INSTRUCTIONS FOR THE TASK: All lines that hold the string "writer" should be copied. Find them in the listing below.

PROVIDED MATERIAL:
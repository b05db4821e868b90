//! JSON output for the CLI
//!
//! - Output: single JSON object per invocation on stdout
//! - Logs never go to stdout
//! - UTF-8 only

use std::io::{self, Write};

use serde_json::{json, Value};

use super::errors::{CliError, CliResult};

/// Success envelope
pub fn response(data: Value) -> Value {
    json!({
        "status": "ok",
        "data": data
    })
}

/// Error envelope; `details` is present only when the error carries it
pub fn error_response(error: &CliError) -> Value {
    let mut response = json!({
        "status": "error",
        "code": error.code_str(),
        "message": error.message()
    });
    if let (Some(details), Some(object)) = (error.details(), response.as_object_mut()) {
        object.insert("details".to_string(), details.clone());
    }
    response
}

fn write_to(mut writer: impl Write, value: &Value) -> CliResult<()> {
    serde_json::to_writer(&mut writer, value)?;
    writeln!(writer)?;
    writer.flush()?;
    Ok(())
}

/// Write a success response to stdout
pub fn write_response(data: Value) -> CliResult<()> {
    write_to(io::stdout().lock(), &response(data))
}

/// Write an error response to stdout
pub fn write_error(error: &CliError) -> CliResult<()> {
    write_to(io::stdout().lock(), &error_response(error))
}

WRITTEN RESPONSE:
fn write_to(mut writer: impl Write, value: &Value) -> CliResult<()> {
    serde_json::to_writer(&mut writer, value)?;
    writeln!(writer)?;
    writer.flush()?;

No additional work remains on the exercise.